Calculating Break Even for Mortgage Points
Determining when mortgage points are financially beneficial requires calculating the break-even point where the cost of points equals the savings from a lower interest rate. This guide explains the process step-by-step, including formulas, examples, and key considerations.
What Are Mortgage Points?
Mortgage points are fees paid to the lender at closing, expressed as a percentage of the loan amount. Each point typically reduces the interest rate by a small amount, such as 0.25% per point. For example, paying 1 point on a $200,000 loan reduces the rate by 0.25% and costs $2,000.
Key Points
- 1 point = 1% of the loan amount
- Typical reduction per point: 0.25% to 0.50% interest rate
- Points are paid upfront but can save money over the loan term
How to Calculate Break Even
The break-even point for mortgage points is the number of months required for the savings from a lower interest rate to equal the cost of the points. The formula is:
Break Even Formula
Break Even (months) = (Points Cost) / (Monthly Savings from Lower Rate)
Where Monthly Savings = (Original Interest Rate - New Interest Rate) × Loan Amount / 12
To calculate:
- Determine the cost of the points (Points × Loan Amount)
- Calculate the monthly savings from the interest rate reduction
- Divide the points cost by the monthly savings to find the break-even period
Example Scenario
Loan Amount: $200,000
Original Interest Rate: 6.5%
Points Purchased: 1 point (0.25% rate reduction)
Points Cost: $2,000
Example Calculation
Using the example scenario:
- New Interest Rate = 6.5% - 0.25% = 6.25%
- Monthly Savings = ($200,000 × (6.5% - 6.25%) / 12) = $208.33
- Break Even = $2,000 / $208.33 ≈ 9.59 months
This means buying 1 point on a $200,000 loan at 6.5% will break even in about 9.6 months if the rate reduces by 0.25%.

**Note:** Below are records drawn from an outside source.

use async_trait::async_trait;

use super::error::StorageError;

/// Metadata about a stored object.
#[derive(Debug, Clone, PartialEq, Eq)]
pub struct ObjectInfo {
    /// Object size in bytes, when the service reports it.
    pub size: Option<u64>,
}

/// S3-compatible object storage as seen by the upload workflow.
///
/// Clients are created once at startup and shared across requests, so
/// implementations must be safe for concurrent use.
#[async_trait]
pub trait ObjectStore: Send + Sync {
    /// Produce a time-limited URL that allows a single `PUT` of `key`.
    ///
    /// `content_disposition` is part of the signature: the uploader must send
    /// it verbatim, and the stored object serves it back on later reads.
    async fn presign_upload(
        &self,
        key: &str,
        content_disposition: &str,
        expiry_secs: u32,
    ) -> Result<String, StorageError>;

    /// Look up an object. Returns `Ok(None)` if it does not exist.
    async fn head(&self, key: &str) -> Result<Option<ObjectInfo>, StorageError>;

    /// Delete an object. Deleting an absent key succeeds.
    async fn delete(&self, key: &str) -> Result<(), StorageError>;
}
#[cfg(feature = "sea-orm")]
use sea_orm::prelude::StringLen;

use serde::{Deserialize, Serialize};
use std::fmt;
use std::str::FromStr;

/// Lifecycle of an image record.
///
/// A record is created `Pending` before its upload URL is signed and becomes
/// `Confirmed` once the object is known to exist in storage.
#[derive(Clone, Copy, Debug, Default, PartialEq, Eq, Hash, Serialize, Deserialize, utoipa::ToSchema)]
#[cfg_attr(
    feature = "sea-orm",
    derive(sea_orm::DeriveActiveEnum, sea_orm::EnumIter),
    sea_orm(rs_type = "String", db_type = "String(StringLen::None)")
)]
#[serde(rename_all = "lowercase")]
pub enum ImageStatus {
    /// Upload URL issued, object not yet confirmed.
    #[default]
    #[cfg_attr(feature = "sea-orm", sea_orm(string_value = "pending"))]
    Pending,
    /// Object present in storage.
    #[cfg_attr(feature = "sea-orm", sea_orm(string_value = "confirmed"))]
    Confirmed,
}

impl ImageStatus {
    pub fn as_str(&self) -> &'static str {
        match self {
            Self::Pending => "pending",
            Self::Confirmed => "confirmed",
        }
    }
}

impl fmt::Display for ImageStatus {
    fn fmt(&self, f: &mut fmt::Formatter<'_>) -> fmt::Result {
        f.write_str(self.as_str())
    }
}

/// Error when parsing an invalid status string.
#[derive(Debug, Clone, PartialEq, Eq)]
pub struct ParseStatusError {
    invalid: String,
}

impl fmt::Display for ParseStatusError {
    fn fmt(&self, f: &mut fmt::Formatter<'_>) -> fmt::Result {
        write!(
            f,
            "Invalid status '{}'. Valid values: pending, confirmed",
            self.invalid
        )
    }
}

impl std::error::Error for ParseStatusError {}

impl FromStr for ImageStatus {
    type Err = ParseStatusError;

    fn from_str(s: &str) -> Result<Self, Self::Err> {
        match s {
            "pending" => Ok(Self::Pending),
            "confirmed" => Ok(Self::Confirmed),
            _ => Err(ParseStatusError {
                invalid: s.to_string(),
            }),
        }
    }
}
use utoipa_axum::router::OpenApiRouter;
use utoipa_axum::routes;

use crate::handlers;
use crate::state::AppState;

pub fn routes() -> OpenApiRouter<AppState> {
    OpenApiRouter::new()
        .nest("/auth", auth_routes())
        .nest("/images", image_routes())
}

fn auth_routes() -> OpenApiRouter<AppState> {
    OpenApiRouter::new()
        .routes(routes!(handlers::auth::sign_in))
        .routes(routes!(handlers::auth::sign_out))
        .routes(routes!(handlers::auth::me))
        .routes(routes!(handlers::auth::public_config))
}

fn image_routes() -> OpenApiRouter<AppState> {
    OpenApiRouter::new()
        .routes(routes!(handlers::image::list_images))
        .routes(routes!(handlers::image::initiate_upload))
        .routes(routes!(handlers::image::delete_image))
        .routes(routes!(handlers::image::get_image))
        .routes(routes!(handlers::image::confirm_upload))
}
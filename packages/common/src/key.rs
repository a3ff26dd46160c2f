use chrono::{DateTime, Datelike, Utc};
use rand::Rng;

use crate::base62;

/// Build the date-partitioned object key for `now`.
///
/// Format: `{year}/{month}/{day}/{base62(unix_millis)}`, month and day are
/// 1-based and not zero-padded. The calendar date is taken in UTC.
pub fn make_key(now: DateTime<Utc>) -> String {
    let millis = u64::try_from(now.timestamp_millis()).unwrap_or(0);
    format!(
        "{}/{}/{}/{}",
        now.year(),
        now.month(),
        now.day(),
        base62::encode(millis)
    )
}

/// Object key generator with a random collision-resistant suffix.
///
/// Two uploads in the same millisecond (same process or different replicas)
/// would otherwise get the same key.
#[derive(Debug, Clone, Copy)]
pub struct KeyGenerator {
    suffix_len: usize,
}

impl KeyGenerator {
    pub fn new(suffix_len: usize) -> Self {
        Self { suffix_len }
    }

    /// Generate a key for `now` using the thread-local RNG.
    pub fn generate(&self, now: DateTime<Utc>) -> String {
        self.generate_with(now, &mut rand::rng())
    }

    /// Generate a key for `now` drawing the suffix from `rng`.
    ///
    /// With a suffix length of zero this is exactly [`make_key`].
    pub fn generate_with<R: Rng>(&self, now: DateTime<Utc>, rng: &mut R) -> String {
        let mut key = make_key(now);
        if self.suffix_len > 0 {
            key.push('-');
            key.extend((0..self.suffix_len).map(|_| {
                char::from(base62::ALPHABET[rng.random_range(0..base62::ALPHABET.len())])
            }));
        }
        key
    }
}

impl Default for KeyGenerator {
    fn default() -> Self {
        Self::new(6)
    }
}
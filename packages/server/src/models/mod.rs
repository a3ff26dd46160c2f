pub mod auth;
pub mod image;
pub mod shared;
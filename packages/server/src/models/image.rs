use std::collections::BTreeMap;

use chrono::{DateTime, Utc};
use common::ImageStatus;
use serde::{Deserialize, Serialize};
use uuid::Uuid;

use crate::config::StorageConfig;
use crate::entity::image;

pub use super::shared::Pagination;

/// Request body for starting an upload.
#[derive(Serialize, Deserialize, utoipa::ToSchema)]
pub struct InitiateUploadRequest {
    /// Display name, used as the download filename.
    #[schema(example = "cat.png")]
    pub name: String,
    /// Hex SHA-256 of the file content.
    #[schema(example = "b94d27b9934d3e08a52e52d7da7dabfac484efe37a5380ee9088f7ace2efcde9")]
    pub hash: String,
    /// File size in bytes.
    #[schema(example = 1024)]
    pub size: i64,
}

/// A pre-signed upload URL for a new pending image.
#[derive(Serialize, utoipa::ToSchema)]
pub struct InitiateUploadResponse {
    /// Image ID, used to confirm the upload.
    pub id: i32,
    /// `PUT` the file bytes here.
    pub url: String,
    /// Object key.
    #[schema(example = "2024/3/5/1ASdf3k-x9Qz2a")]
    pub key: String,
    /// The URL stops working after this instant.
    pub expires_at: DateTime<Utc>,
    /// Headers that must accompany the `PUT` exactly as given.
    pub headers: BTreeMap<String, String>,
}

#[derive(Serialize, utoipa::ToSchema)]
pub struct ImageResponse {
    pub id: i32,
    pub name: String,
    pub user_id: Uuid,
    pub oss_key: String,
    pub hash: String,
    pub file_size: i64,
    pub status: ImageStatus,
    pub created_at: DateTime<Utc>,
    pub confirmed_at: Option<DateTime<Utc>>,
    /// Public URL of the object.
    pub url: String,
    /// Resized preview URL.
    pub preview_url: String,
}

impl ImageResponse {
    pub fn new(model: image::Model, storage: &StorageConfig) -> Self {
        Self {
            url: storage.public_url(&model.oss_key),
            preview_url: storage.preview_url(&model.oss_key),
            id: model.id,
            name: model.name,
            user_id: model.user_id,
            oss_key: model.oss_key,
            hash: model.hash,
            file_size: model.file_size,
            status: model.status,
            created_at: model.created_at,
            confirmed_at: model.confirmed_at,
        }
    }
}

#[derive(Serialize, utoipa::ToSchema)]
pub struct ImageListResponse {
    pub data: Vec<ImageResponse>,
    pub pagination: Pagination,
}

#[derive(Deserialize, utoipa::IntoParams)]
#[into_params(parameter_in = Query)]
pub struct ImageListQuery {
    /// Page number (1-based). Default: 1.
    pub page: Option<u64>,
    /// Items per page (1-100). Default: 20.
    pub per_page: Option<u64>,
    /// Only keys starting with this, e.g. `2024/3/`.
    pub prefix: Option<String>,
}

/// Delete request; accepts `oss_key` or `ossKey`.
#[derive(Deserialize, utoipa::ToSchema)]
pub struct DeleteImageRequest {
    #[serde(alias = "ossKey")]
    #[schema(example = "2024/3/5/1ASdf3k-x9Qz2a")]
    pub oss_key: String,
}

#[derive(Serialize, utoipa::ToSchema)]
pub struct DeleteImageResponse {
    #[schema(example = true)]
    pub success: bool,
}
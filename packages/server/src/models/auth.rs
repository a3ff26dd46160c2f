use serde::{Deserialize, Serialize};
use uuid::Uuid;

use crate::error::AppError;

/// Sign-in form fields.
#[derive(Deserialize, utoipa::ToSchema)]
pub struct SignInForm {
    #[schema(example = "alice@example.com")]
    pub email: String,
    #[schema(example = "s3cure_P@ss!")]
    pub password: String,
}

pub fn validate_sign_in_form(form: &SignInForm) -> Result<(), AppError> {
    if form.email.trim().is_empty() {
        return Err(AppError::Validation("Email must not be empty".into()));
    }
    if form.password.is_empty() {
        return Err(AppError::Validation("Password must not be empty".into()));
    }
    Ok(())
}

/// Current user info.
#[derive(Serialize, utoipa::ToSchema)]
pub struct MeResponse {
    pub id: Uuid,
    #[schema(example = "alice@example.com")]
    pub email: Option<String>,
}

/// Identity-service settings that are safe to expose to browsers.
#[derive(Serialize, utoipa::ToSchema)]
pub struct PublicAuthConfig {
    #[schema(example = "https://xyz.supabase.co")]
    pub identity_url: String,
    /// Public (anon) key of the identity service.
    pub identity_public_key: String,
}
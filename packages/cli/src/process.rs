use std::io::Cursor;
use std::str::FromStr;

use anyhow::{Context, Result, bail};
use clap::ValueEnum;
use image::codecs::jpeg::JpegEncoder;
use image::codecs::png::PngEncoder;
use image::codecs::webp::WebPEncoder;
use image::imageops::FilterType;
use image::{ColorType, DynamicImage, ImageDecoder, ImageFormat, ImageReader};

pub const DEFAULT_QUALITY: u8 = 80;

/// Formats the CLI can re-encode into.
#[derive(Debug, Clone, Copy, PartialEq, Eq, ValueEnum)]
pub enum OutputFormat {
    /// Lossless WebP
    Webp,
    #[value(alias = "jpg")]
    Jpeg,
    Png,
}

impl OutputFormat {
    pub fn extension(self) -> &'static str {
        match self {
            Self::Webp => "webp",
            Self::Jpeg => "jpg",
            Self::Png => "png",
        }
    }

    fn from_image_format(format: ImageFormat) -> Option<Self> {
        match format {
            ImageFormat::WebP => Some(Self::Webp),
            ImageFormat::Jpeg => Some(Self::Jpeg),
            ImageFormat::Png => Some(Self::Png),
            _ => None,
        }
    }
}

/// Target box given as `W,H`. A zero side follows the other one's scale.
#[derive(Debug, Clone, Copy, PartialEq, Eq)]
pub struct Resize {
    pub width: u32,
    pub height: u32,
}

impl Resize {
    pub fn target(self, src_width: u32, src_height: u32) -> (u32, u32) {
        let scale = |side: u32, num: u32, den: u32| -> u32 {
            let scaled = (u64::from(side) * u64::from(num) + u64::from(den) / 2) / u64::from(den);
            u32::try_from(scaled).unwrap_or(u32::MAX).max(1)
        };
        match (self.width, self.height) {
            (0, h) => (scale(src_width, h, src_height.max(1)), h),
            (w, 0) => (w, scale(src_height, w, src_width.max(1))),
            (w, h) => (w, h),
        }
    }
}

impl FromStr for Resize {
    type Err = String;

    fn from_str(s: &str) -> Result<Self, Self::Err> {
        let (w, h) = s
            .split_once(',')
            .ok_or_else(|| format!("expected WIDTH,HEIGHT, got `{s}`"))?;
        let parse = |side: &str| {
            side.trim()
                .parse::<u32>()
                .map_err(|_| format!("`{}` is not a pixel count", side.trim()))
        };
        let resize = Self {
            width: parse(w)?,
            height: parse(h)?,
        };
        if resize.width == 0 && resize.height == 0 {
            return Err("width and height cannot both be 0".into());
        }
        Ok(resize)
    }
}

#[derive(Debug, Clone)]
pub struct ProcessOptions {
    /// Output format; `None` keeps the source format.
    pub format: Option<OutputFormat>,
    /// JPEG quality, 1-100.
    pub quality: u8,
    pub resize: Option<Resize>,
    /// Apply the EXIF orientation to the pixels before encoding.
    pub auto_orient: bool,
}

#[derive(Debug)]
pub struct Processed {
    pub bytes: Vec<u8>,
    pub format: OutputFormat,
    pub width: u32,
    pub height: u32,
}

/// Decode, orient, resize and re-encode. Re-encoding drops embedded metadata.
///
/// Fails when no format is requested and the source is not JPEG, PNG or WebP.
pub fn process(bytes: &[u8], opts: &ProcessOptions) -> Result<Processed> {
    let reader = ImageReader::new(Cursor::new(bytes))
        .with_guessed_format()
        .context("Failed to read image")?;
    let source = reader.format().context("Unrecognized image format")?;
    let format = match opts.format.or_else(|| OutputFormat::from_image_format(source)) {
        Some(format) => format,
        None => bail!("Cannot re-encode {source:?}; pass an output format"),
    };

    let mut decoder = reader.into_decoder().context("Failed to decode image")?;
    let orientation = decoder.orientation().context("Failed to read orientation")?;
    let mut img = DynamicImage::from_decoder(decoder).context("Failed to decode image")?;
    if opts.auto_orient {
        img.apply_orientation(orientation);
    }

    if let Some(resize) = opts.resize {
        let (width, height) = resize.target(img.width(), img.height());
        img = img.resize_exact(width, height, FilterType::Lanczos3);
    }

    let (width, height) = (img.width(), img.height());
    let bytes = encode(img, format, opts.quality)?;
    Ok(Processed {
        bytes,
        format,
        width,
        height,
    })
}

fn encode(img: DynamicImage, format: OutputFormat, quality: u8) -> Result<Vec<u8>> {
    let mut out = Vec::new();
    let written = match format {
        OutputFormat::Jpeg => {
            let img = DynamicImage::ImageRgb8(img.to_rgb8());
            img.write_with_encoder(JpegEncoder::new_with_quality(&mut out, quality))
        }
        OutputFormat::Png => {
            // PNG has no float variant
            let img = match img.color() {
                ColorType::Rgb32F | ColorType::Rgba32F => {
                    DynamicImage::ImageRgba16(img.to_rgba16())
                }
                _ => img,
            };
            img.write_with_encoder(PngEncoder::new(&mut out))
        }
        OutputFormat::Webp => {
            let img = if img.color().has_alpha() {
                DynamicImage::ImageRgba8(img.to_rgba8())
            } else {
                DynamicImage::ImageRgb8(img.to_rgb8())
            };
            img.write_with_encoder(WebPEncoder::new_lossless(&mut out))
        }
    };
    written.with_context(|| format!("Failed to encode {}", format.extension()))?;
    Ok(out)
}

/// Recognized source format, if any.
pub fn sniff(bytes: &[u8]) -> Option<ImageFormat> {
    image::guess_format(bytes).ok()
}

/// Whether `bytes` can be re-encoded without choosing a new format.
pub fn keeps_format(bytes: &[u8]) -> bool {
    sniff(bytes).is_some_and(|format| OutputFormat::from_image_format(format).is_some())
}
//! Image workflows: upload initiation and confirmation, cleanup, listing and
//! the pending-upload reconciliation sweep.
//!
//! Everything here takes its database connection and object store as
//! arguments so handlers, the background sweeper and tests share one code
//! path.

pub mod cleanup;
pub mod listing;
pub mod reconcile;
pub mod upload;

use common::storage::StorageError;
use sea_orm::DbErr;

#[derive(Debug, thiserror::Error)]
pub enum ImageError {
    #[error("invalid name: {0}")]
    InvalidName(String),
    #[error("invalid hash: {0}")]
    InvalidHash(String),
    #[error("invalid size: {0}")]
    InvalidSize(String),
    #[error("invalid key prefix: {0}")]
    InvalidPrefix(String),
    /// The user already has a record with this content hash.
    #[error("content already uploaded")]
    DuplicateContent,
    /// Absent, or owned by another user.
    #[error("image not found")]
    NotFound,
    #[error("metadata store failure: {0}")]
    StoreFailure(#[from] DbErr),
    #[error("object storage failure: {0}")]
    StorageFailure(#[from] StorageError),
    /// The record was deleted but the object was not.
    #[error("record deleted but object {key} was not: {source}")]
    PartialCleanup {
        key: String,
        #[source]
        source: StorageError,
    },
}
use axum::{
    Json,
    http::StatusCode,
    response::{IntoResponse, Response},
};
use sea_orm::DbErr;
use serde::Serialize;

use crate::identity::IdentityError;
use crate::services::ImageError;

/// Structured error response returned by all endpoints on failure.
#[derive(Serialize, utoipa::ToSchema)]
pub struct ErrorBody {
    /// Machine-readable error code. One of: `VALIDATION_ERROR`, `TOKEN_MISSING`,
    /// `TOKEN_INVALID`, `INVALID_CREDENTIALS`, `NOT_FOUND`, `DUPLICATE_CONTENT`,
    /// `PARTIAL_CLEANUP`, `IDENTITY_UNAVAILABLE`, `INTERNAL_ERROR`.
    #[schema(example = "DUPLICATE_CONTENT")]
    pub code: &'static str,
    /// Human-readable error description.
    #[schema(example = "This image has already been uploaded")]
    pub message: String,
}

/// Application-level error type.
#[derive(Debug)]
pub enum AppError {
    Validation(String),
    TokenMissing,
    TokenInvalid,
    InvalidCredentials,
    NotFound(String),
    /// Content with this hash is already stored for the user.
    DuplicateContent,
    /// The record is gone but its object could not be removed.
    PartialCleanup,
    IdentityUnavailable,
    Internal(String),
}

impl AppError {
    fn status_and_body(self) -> (StatusCode, ErrorBody) {
        match self {
            AppError::Validation(msg) => (
                StatusCode::BAD_REQUEST,
                ErrorBody {
                    code: "VALIDATION_ERROR",
                    message: msg,
                },
            ),
            AppError::TokenMissing => (
                StatusCode::UNAUTHORIZED,
                ErrorBody {
                    code: "TOKEN_MISSING",
                    message: "Authentication required".into(),
                },
            ),
            AppError::TokenInvalid => (
                StatusCode::UNAUTHORIZED,
                ErrorBody {
                    code: "TOKEN_INVALID",
                    message: "Invalid or expired token".into(),
                },
            ),
            AppError::InvalidCredentials => (
                StatusCode::BAD_REQUEST,
                ErrorBody {
                    code: "INVALID_CREDENTIALS",
                    message: "Invalid email or password".into(),
                },
            ),
            AppError::NotFound(msg) => (
                StatusCode::NOT_FOUND,
                ErrorBody {
                    code: "NOT_FOUND",
                    message: msg,
                },
            ),
            AppError::DuplicateContent => (
                StatusCode::CONFLICT,
                ErrorBody {
                    code: "DUPLICATE_CONTENT",
                    message: "This image has already been uploaded".into(),
                },
            ),
            AppError::PartialCleanup => (
                StatusCode::INTERNAL_SERVER_ERROR,
                ErrorBody {
                    code: "PARTIAL_CLEANUP",
                    message: "Image record was deleted but its file could not be removed".into(),
                },
            ),
            AppError::IdentityUnavailable => (
                StatusCode::BAD_GATEWAY,
                ErrorBody {
                    code: "IDENTITY_UNAVAILABLE",
                    message: "Identity service is unavailable".into(),
                },
            ),
            AppError::Internal(detail) => {
                tracing::error!("Internal error: {}", detail);
                (
                    StatusCode::INTERNAL_SERVER_ERROR,
                    ErrorBody {
                        code: "INTERNAL_ERROR",
                        message: "An unexpected error occurred".into(),
                    },
                )
            }
        }
    }
}

impl IntoResponse for AppError {
    fn into_response(self) -> Response {
        let (status, body) = self.status_and_body();
        (status, Json(body)).into_response()
    }
}

impl From<DbErr> for AppError {
    fn from(err: DbErr) -> Self {
        AppError::Internal(err.to_string())
    }
}

impl From<ImageError> for AppError {
    fn from(err: ImageError) -> Self {
        match err {
            ImageError::InvalidName(msg)
            | ImageError::InvalidHash(msg)
            | ImageError::InvalidSize(msg)
            | ImageError::InvalidPrefix(msg) => AppError::Validation(msg),
            ImageError::DuplicateContent => AppError::DuplicateContent,
            ImageError::NotFound => AppError::NotFound("Image not found".into()),
            ImageError::StoreFailure(e) => AppError::Internal(format!("Store failure: {e}")),
            ImageError::StorageFailure(e) => AppError::Internal(format!("Storage failure: {e}")),
            ImageError::PartialCleanup { key, source } => {
                tracing::error!(
                    partial_cleanup = true,
                    key = %key,
                    error = %source,
                    "Object left behind after record deletion"
                );
                AppError::PartialCleanup
            }
        }
    }
}

impl From<IdentityError> for AppError {
    fn from(err: IdentityError) -> Self {
        match err {
            IdentityError::InvalidCredentials => AppError::InvalidCredentials,
            IdentityError::Unavailable(detail) => {
                tracing::error!("Identity service error: {}", detail);
                AppError::IdentityUnavailable
            }
        }
    }
}
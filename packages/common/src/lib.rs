pub mod base62;
pub mod hash;
pub mod key;
pub mod status;
pub mod storage;

pub use hash::ContentHash;
pub use key::{KeyGenerator, make_key};
pub use status::ImageStatus;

| Term | Total Interest Paid | Points Cost | Net Savings |
|---|---|---|---|
| 15 years | $126,000 | $2,000 | $124,000 |
| 30 years | $252,000 | $2,000 | $250,000 |
Factors to Consider
When evaluating mortgage points, consider these factors:
- Loan Term: Shorter terms benefit more from points due to compounding interest
- Interest Rate Reduction: Larger reductions (e.g., 0.50% per point) increase savings
- Loan Amount: Higher loan amounts mean larger point costs and savings
- Closing Costs: Points are one of many closing costs; compare total savings
- Alternative Savings: Points may not be the best option if you can save for a down payment or reduce other costs
When Points Make Sense
- When interest rates are expected to rise
- For first-time buyers with limited savings
- When the break-even period is within your expected homeownership duration
Frequently Asked Questions
How do mortgage points affect my interest rate?
Each point typically reduces your interest rate by 0.25% to 0.50%. For example, 2 points on a $200,000 loan might reduce the rate by 0.50% (1% total).
Are mortgage points worth it?
Points may be worth it if the break-even period is within your homeownership plans. Use the calculator to compare savings versus costs.
How do I calculate the cost of mortgage points?
Multiply the number of points by the loan amount. For example, 1 point on a $200,000 loan costs $2,000.
Can I get a better deal on points?
Some lenders offer discounts or promotions on points. Compare offers from multiple lenders to find the best rate.